I recently graduated as a Physical Therapist Assistant (PTA). The entire time I was in school I always felt that I didn’t deserve the grades I got, that I wasn’t trying hard enough, and didn’t know enough. But I kept passing with some As but mostly Bs (a failing grade in this program is anything less than a 75). I had 3 clinicals in 3 different settings for a total of 17 weeks and got high marks in all of them.

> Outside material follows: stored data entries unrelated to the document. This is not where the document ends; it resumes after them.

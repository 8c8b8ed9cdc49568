//! Typed pipeline builder.

use super::report::PipelineOutput;
use super::runner::{launcher, RunningPipeline, StageLauncher};
use crate::config::PipelineConfig;
use crate::errors::{ConfigError, PipelineError};
use crate::events::{EventSink, NoOpEventSink};
use crate::stages::Stage;
use crate::stream::{channel, Inbox};
use std::sync::Arc;

/// Entry point for building a pipeline.
///
/// The first stage added receives an empty, already-closed input stream.
#[derive(Clone)]
pub struct PipelineBuilder {
    name: String,
    config: PipelineConfig,
    events: Arc<dyn EventSink>,
}

impl PipelineBuilder {
    /// Creates a builder with default configuration and no event sink.
    #[must_use]
    pub fn new(name: impl Into<String>) -> Self {
        Self {
            name: name.into(),
            config: PipelineConfig::default(),
            events: Arc::new(NoOpEventSink),
        }
    }

    /// Sets the configuration.
    ///
    /// # Errors
    ///
    /// Returns an error if the configuration does not validate.
    pub fn with_config(mut self, config: PipelineConfig) -> Result<Self, ConfigError> {
        config.validate()?;
        self.config = config;
        Ok(self)
    }

    /// Sets the sink that receives lifecycle events.
    #[must_use]
    pub fn with_event_sink(mut self, events: Arc<dyn EventSink>) -> Self {
        self.events = events;
        self
    }

    /// Returns the pipeline name.
    #[must_use]
    pub fn name(&self) -> &str {
        &self.name
    }

    /// Returns the configuration.
    #[must_use]
    pub const fn config(&self) -> &PipelineConfig {
        &self.config
    }

    /// Adds the first stage.
    pub fn stage<S: Stage>(self, stage: S) -> Pipeline<S::Output> {
        self.stage_arc(Arc::new(stage))
    }

    /// Adds a shared first stage.
    pub fn stage_arc<S: Stage>(self, stage: Arc<S>) -> Pipeline<S::Output> {
        let (output, tail) = channel(self.config.channel_capacity);
        let name = stage.name().to_string();

        Pipeline {
            name: self.name,
            config: self.config,
            events: self.events,
            stages: vec![(name, launcher(stage, 0, Inbox::closed(), output))],
            tail,
        }
    }
}

impl std::fmt::Debug for PipelineBuilder {
    fn fmt(&self, f: &mut std::fmt::Formatter<'_>) -> std::fmt::Result {
        f.debug_struct("PipelineBuilder")
            .field("name", &self.name)
            .field("config", &self.config)
            .finish()
    }
}

/// A chain of stages whose final output type is `Out`.
///
/// Nothing runs until [`Pipeline::spawn`] or [`Pipeline::run`].
pub struct Pipeline<Out> {
    name: String,
    config: PipelineConfig,
    events: Arc<dyn EventSink>,
    stages: Vec<(String, StageLauncher)>,
    tail: Inbox<Out>,
}

impl<Out: Send + 'static> Pipeline<Out> {
    /// Appends a stage that reads this pipeline's output.
    pub fn stage<S: Stage<Input = Out>>(self, stage: S) -> Pipeline<S::Output> {
        self.stage_arc(Arc::new(stage))
    }

    /// Appends a shared stage that reads this pipeline's output.
    pub fn stage_arc<S: Stage<Input = Out>>(self, stage: Arc<S>) -> Pipeline<S::Output> {
        let (output, tail) = channel(self.config.channel_capacity);
        let index = self.stages.len();
        let name = stage.name().to_string();

        let mut stages = self.stages;
        stages.push((name, launcher(stage, index, self.tail, output)));

        Pipeline {
            name: self.name,
            config: self.config,
            events: self.events,
            stages,
            tail,
        }
    }

    /// Returns the pipeline name.
    #[must_use]
    pub fn name(&self) -> &str {
        &self.name
    }

    /// Returns the stage names in order.
    #[must_use]
    pub fn stage_names(&self) -> Vec<&str> {
        self.stages.iter().map(|(name, _)| name.as_str()).collect()
    }

    /// Returns the number of stages.
    #[must_use]
    pub fn len(&self) -> usize {
        self.stages.len()
    }

    /// Always false: a pipeline has at least one stage.
    #[must_use]
    pub fn is_empty(&self) -> bool {
        self.stages.is_empty()
    }

    /// Starts every stage concurrently and returns a handle to the run.
    ///
    /// Must be called inside a tokio runtime.
    #[must_use]
    pub fn spawn(self) -> RunningPipeline<Out> {
        RunningPipeline::start(&self.name, self.events, self.stages, self.tail)
    }

    /// Runs the pipeline to completion and collects the final output.
    ///
    /// # Errors
    ///
    /// Returns [`PipelineError::Join`] if a stage task cannot be joined.
    pub async fn run(self) -> Result<PipelineOutput<Out>, PipelineError> {
        self.spawn().collect().await
    }
}

impl<Out> std::fmt::Debug for Pipeline<Out> {
    fn fmt(&self, f: &mut std::fmt::Formatter<'_>) -> std::fmt::Result {
        let names: Vec<&str> = self.stages.iter().map(|(name, _)| name.as_str()).collect();
        f.debug_struct("Pipeline")
            .field("name", &self.name)
            .field("stages", &names)
            .finish()
    }
}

I got my first job in a nursing home, which was my favorite setting out of all my clinics. I apparently made such a good impression on the rehab director that she cancelled her other interviews and offered me the position 45 minutes after my interview. On my first day I trained with a seasoned PTA. This PTA’s caseload had some of the most difficult patients I’d ever seen; people that couldn’t follow directions and resisted me during the treatment. By lunchtime I was in tears because I felt like I didn’t know what I was doing and that I was doing a bad job. I tried to quit but the rehab director encouraged me to go home and think about it. I came back the next day and asked to not go around with that PTA, to be given a small caseload of simple patients and to go out on my own. I had a good day and was told I did well. That was a Friday. By Sunday night I was having a panic attack (I have a long history of anxiety/depression which had been well controlled with medication for many years). I woke up Monday, had a panic attack and quit.

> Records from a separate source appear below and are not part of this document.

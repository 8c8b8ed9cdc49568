//! Spam report over a mail backend.
//!
//! Takes a list of email addresses, some of which are aliases of the same
//! user, and reports every message of every distinct user with its spam
//! verdict. The backend limits how many users one message lookup accepts and
//! how many spam checks may run at once; the pipeline stays within both.

mod models;
mod service;
mod stages;

pub use models::{MsgData, MsgId, User};
pub use service::{
    Latency, MailService, MailServiceBuilder, MessageStore, ServiceLimits, ServiceStats,
    SpamChecker, UserDirectory,
};
pub use stages::{
    spam_report_pipeline, stage_names, MessageFetch, SpamCheck, SpamServices, UserLookup,
};
//! Records flowing through the spam report pipeline.

use crate::stages::{Flagged, Identified};
use serde::{Deserialize, Serialize};
use std::fmt;

/// A mailbox owner. Aliased addresses resolve to the same user.
#[derive(Debug, Clone, PartialEq, Eq, Hash, Serialize, Deserialize)]
pub struct User {
    /// Canonical user id.
    pub id: u64,
    /// Canonical email address.
    pub email: String,
}

impl User {
    /// Creates a new user.
    #[must_use]
    pub fn new(id: u64, email: impl Into<String>) -> Self {
        Self {
            id,
            email: email.into(),
        }
    }
}

impl Identified for User {
    type Key = u64;

    fn identity(&self) -> u64 {
        self.id
    }
}

/// Message identifier.
#[derive(Debug, Clone, Copy, PartialEq, Eq, PartialOrd, Ord, Hash, Serialize, Deserialize)]
#[serde(transparent)]
pub struct MsgId(pub u64);

impl fmt::Display for MsgId {
    fn fmt(&self, f: &mut fmt::Formatter<'_>) -> fmt::Result {
        write!(f, "{}", self.0)
    }
}

/// Spam verdict for one message.
#[derive(Debug, Clone, Copy, PartialEq, Eq, Serialize, Deserialize)]
pub struct MsgData {
    /// The checked message.
    pub id: MsgId,
    /// Whether the message is spam.
    pub has_spam: bool,
}

impl MsgData {
    /// Creates a new verdict.
    #[must_use]
    pub const fn new(id: MsgId, has_spam: bool) -> Self {
        Self { id, has_spam }
    }
}

impl Flagged for MsgData {
    fn flag(&self) -> bool {
        self.has_spam
    }

    fn ordinal(&self) -> u64 {
        self.id.0
    }
}

/// Report line format: `"<has_spam> <id>"`.
impl fmt::Display for MsgData {
    fn fmt(&self, f: &mut fmt::Formatter<'_>) -> fmt::Result {
        write!(f, "{} {}", self.has_spam, self.id)
    }
}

Now I have zero confidence in myself and I don’t know how I can take another job if this is how I handled my first one. The entire time I felt like I didn’t know what I was doing and I was bad at the job. Choosing another career is not an option. I don’t know how to become more confident or at least fake it until I make it. The only advice I’ve gotten is “go see a therapist”, but I have no job or income. How can I be successful in this career when I don’t believe in myself?